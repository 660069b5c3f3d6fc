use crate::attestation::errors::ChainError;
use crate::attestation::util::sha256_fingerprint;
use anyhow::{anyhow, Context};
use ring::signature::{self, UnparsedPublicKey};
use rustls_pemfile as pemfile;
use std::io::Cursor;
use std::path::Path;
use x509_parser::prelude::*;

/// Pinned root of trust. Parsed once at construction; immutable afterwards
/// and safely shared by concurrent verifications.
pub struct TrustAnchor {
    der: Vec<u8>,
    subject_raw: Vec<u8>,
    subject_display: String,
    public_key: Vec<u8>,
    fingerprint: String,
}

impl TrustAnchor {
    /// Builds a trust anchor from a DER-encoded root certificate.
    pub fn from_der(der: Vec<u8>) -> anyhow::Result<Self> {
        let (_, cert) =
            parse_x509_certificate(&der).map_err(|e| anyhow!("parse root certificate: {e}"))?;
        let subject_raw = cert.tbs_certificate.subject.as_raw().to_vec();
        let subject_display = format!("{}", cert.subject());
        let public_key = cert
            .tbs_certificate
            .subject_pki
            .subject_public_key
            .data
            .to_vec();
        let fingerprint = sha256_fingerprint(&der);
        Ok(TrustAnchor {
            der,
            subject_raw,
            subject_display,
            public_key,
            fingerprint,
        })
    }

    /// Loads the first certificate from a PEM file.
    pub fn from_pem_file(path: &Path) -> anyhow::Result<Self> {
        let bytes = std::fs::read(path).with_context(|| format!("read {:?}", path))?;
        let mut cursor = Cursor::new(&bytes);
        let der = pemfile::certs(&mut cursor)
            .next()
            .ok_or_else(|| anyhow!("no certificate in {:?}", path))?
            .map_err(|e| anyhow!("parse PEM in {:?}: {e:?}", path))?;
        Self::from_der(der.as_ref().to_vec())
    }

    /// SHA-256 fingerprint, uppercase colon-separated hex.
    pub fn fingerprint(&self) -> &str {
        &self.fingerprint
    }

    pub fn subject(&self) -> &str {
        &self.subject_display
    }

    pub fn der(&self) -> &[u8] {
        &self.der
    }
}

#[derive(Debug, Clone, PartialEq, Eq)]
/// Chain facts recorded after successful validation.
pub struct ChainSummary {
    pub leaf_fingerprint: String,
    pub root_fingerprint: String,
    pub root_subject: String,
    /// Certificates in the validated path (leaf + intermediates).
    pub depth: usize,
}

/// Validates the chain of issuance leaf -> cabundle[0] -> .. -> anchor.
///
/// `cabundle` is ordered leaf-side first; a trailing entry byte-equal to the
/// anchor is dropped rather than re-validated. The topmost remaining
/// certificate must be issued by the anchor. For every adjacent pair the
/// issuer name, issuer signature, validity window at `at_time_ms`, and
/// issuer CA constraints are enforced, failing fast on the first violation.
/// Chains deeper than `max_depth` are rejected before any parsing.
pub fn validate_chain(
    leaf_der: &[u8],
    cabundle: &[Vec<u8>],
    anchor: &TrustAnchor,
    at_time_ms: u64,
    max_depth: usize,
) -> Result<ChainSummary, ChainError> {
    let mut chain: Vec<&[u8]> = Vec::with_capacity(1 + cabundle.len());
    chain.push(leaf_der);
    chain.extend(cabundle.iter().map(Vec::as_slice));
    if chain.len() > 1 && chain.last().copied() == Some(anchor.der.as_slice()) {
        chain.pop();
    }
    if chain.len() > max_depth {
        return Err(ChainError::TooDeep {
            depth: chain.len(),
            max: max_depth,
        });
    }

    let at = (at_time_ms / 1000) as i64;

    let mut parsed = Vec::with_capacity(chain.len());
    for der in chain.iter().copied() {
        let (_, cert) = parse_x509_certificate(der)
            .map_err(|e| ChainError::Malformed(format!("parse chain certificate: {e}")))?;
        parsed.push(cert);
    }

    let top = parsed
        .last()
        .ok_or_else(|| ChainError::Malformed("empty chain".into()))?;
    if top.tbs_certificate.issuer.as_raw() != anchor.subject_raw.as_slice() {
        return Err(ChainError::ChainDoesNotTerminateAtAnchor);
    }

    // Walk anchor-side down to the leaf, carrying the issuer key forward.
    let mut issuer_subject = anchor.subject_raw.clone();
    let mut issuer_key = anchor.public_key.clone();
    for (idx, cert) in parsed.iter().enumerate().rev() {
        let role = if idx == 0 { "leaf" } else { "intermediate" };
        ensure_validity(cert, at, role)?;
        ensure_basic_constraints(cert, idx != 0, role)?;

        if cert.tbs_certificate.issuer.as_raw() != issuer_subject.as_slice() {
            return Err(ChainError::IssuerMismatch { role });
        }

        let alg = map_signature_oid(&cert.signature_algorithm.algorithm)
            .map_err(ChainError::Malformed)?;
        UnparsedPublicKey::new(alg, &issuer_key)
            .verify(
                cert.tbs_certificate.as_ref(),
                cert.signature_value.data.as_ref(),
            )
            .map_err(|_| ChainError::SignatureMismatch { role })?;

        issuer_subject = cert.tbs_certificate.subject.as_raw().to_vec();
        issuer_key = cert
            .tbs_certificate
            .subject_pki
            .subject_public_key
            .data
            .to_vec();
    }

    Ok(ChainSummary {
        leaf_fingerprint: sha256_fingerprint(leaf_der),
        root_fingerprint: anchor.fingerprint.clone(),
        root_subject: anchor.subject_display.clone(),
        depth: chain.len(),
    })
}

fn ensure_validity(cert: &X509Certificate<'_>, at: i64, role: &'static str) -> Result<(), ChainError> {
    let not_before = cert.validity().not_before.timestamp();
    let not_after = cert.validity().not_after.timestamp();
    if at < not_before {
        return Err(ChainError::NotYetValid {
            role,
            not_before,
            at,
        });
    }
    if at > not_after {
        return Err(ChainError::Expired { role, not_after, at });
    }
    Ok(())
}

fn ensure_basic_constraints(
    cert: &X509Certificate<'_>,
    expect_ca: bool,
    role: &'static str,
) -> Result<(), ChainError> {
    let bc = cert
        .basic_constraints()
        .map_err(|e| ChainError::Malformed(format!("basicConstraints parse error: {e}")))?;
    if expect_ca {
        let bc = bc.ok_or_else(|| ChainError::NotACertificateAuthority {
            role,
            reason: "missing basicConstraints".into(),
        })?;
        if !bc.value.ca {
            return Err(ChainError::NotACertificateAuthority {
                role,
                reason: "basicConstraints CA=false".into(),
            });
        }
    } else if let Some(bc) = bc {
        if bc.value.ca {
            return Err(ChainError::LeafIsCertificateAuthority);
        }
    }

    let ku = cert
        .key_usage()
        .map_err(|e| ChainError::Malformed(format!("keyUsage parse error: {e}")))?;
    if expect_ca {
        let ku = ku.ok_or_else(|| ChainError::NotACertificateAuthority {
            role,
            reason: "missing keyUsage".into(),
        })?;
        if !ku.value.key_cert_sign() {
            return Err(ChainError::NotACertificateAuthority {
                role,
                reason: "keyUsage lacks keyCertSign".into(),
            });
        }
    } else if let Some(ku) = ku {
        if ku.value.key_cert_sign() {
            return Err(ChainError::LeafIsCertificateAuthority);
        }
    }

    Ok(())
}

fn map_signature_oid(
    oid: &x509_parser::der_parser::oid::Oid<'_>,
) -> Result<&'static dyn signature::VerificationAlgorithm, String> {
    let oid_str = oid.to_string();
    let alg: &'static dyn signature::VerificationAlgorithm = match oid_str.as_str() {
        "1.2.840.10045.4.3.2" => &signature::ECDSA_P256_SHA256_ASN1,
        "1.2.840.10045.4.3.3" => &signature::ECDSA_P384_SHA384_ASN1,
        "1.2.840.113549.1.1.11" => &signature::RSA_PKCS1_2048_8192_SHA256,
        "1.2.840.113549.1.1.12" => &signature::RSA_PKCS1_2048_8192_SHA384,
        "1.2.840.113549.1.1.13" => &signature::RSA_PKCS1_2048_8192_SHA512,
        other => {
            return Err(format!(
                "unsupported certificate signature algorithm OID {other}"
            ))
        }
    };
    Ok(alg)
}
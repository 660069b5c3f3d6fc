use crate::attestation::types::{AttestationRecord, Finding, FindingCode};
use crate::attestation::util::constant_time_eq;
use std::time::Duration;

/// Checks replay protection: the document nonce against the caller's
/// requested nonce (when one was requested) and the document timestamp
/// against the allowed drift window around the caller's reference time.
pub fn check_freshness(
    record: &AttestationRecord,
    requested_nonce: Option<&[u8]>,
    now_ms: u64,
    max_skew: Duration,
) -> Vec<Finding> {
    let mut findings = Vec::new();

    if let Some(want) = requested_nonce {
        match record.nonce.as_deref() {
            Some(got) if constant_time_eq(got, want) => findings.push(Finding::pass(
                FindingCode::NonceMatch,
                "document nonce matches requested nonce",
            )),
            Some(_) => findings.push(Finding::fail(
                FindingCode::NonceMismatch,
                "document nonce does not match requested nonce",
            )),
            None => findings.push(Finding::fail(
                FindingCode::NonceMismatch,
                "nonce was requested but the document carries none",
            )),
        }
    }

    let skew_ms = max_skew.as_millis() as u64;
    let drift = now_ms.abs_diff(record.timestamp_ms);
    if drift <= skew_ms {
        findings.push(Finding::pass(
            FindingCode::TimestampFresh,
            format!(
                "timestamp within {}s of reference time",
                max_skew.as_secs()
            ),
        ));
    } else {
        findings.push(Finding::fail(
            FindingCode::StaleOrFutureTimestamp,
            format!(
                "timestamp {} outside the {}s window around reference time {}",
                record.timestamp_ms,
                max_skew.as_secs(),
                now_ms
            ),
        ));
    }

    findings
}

■ WORK TASK: Lines to set down from above: the line with "adjacent pair the", the line with "the first violation.", and every line between, each exactly as written.

■ WRITTEN REPLY:
/// certificate must be issued by the anchor. For every adjacent pair the
/// issuer name, issuer signature, validity window at `at_time_ms`, and
/// issuer CA constraints are enforced, failing fast on the first violation.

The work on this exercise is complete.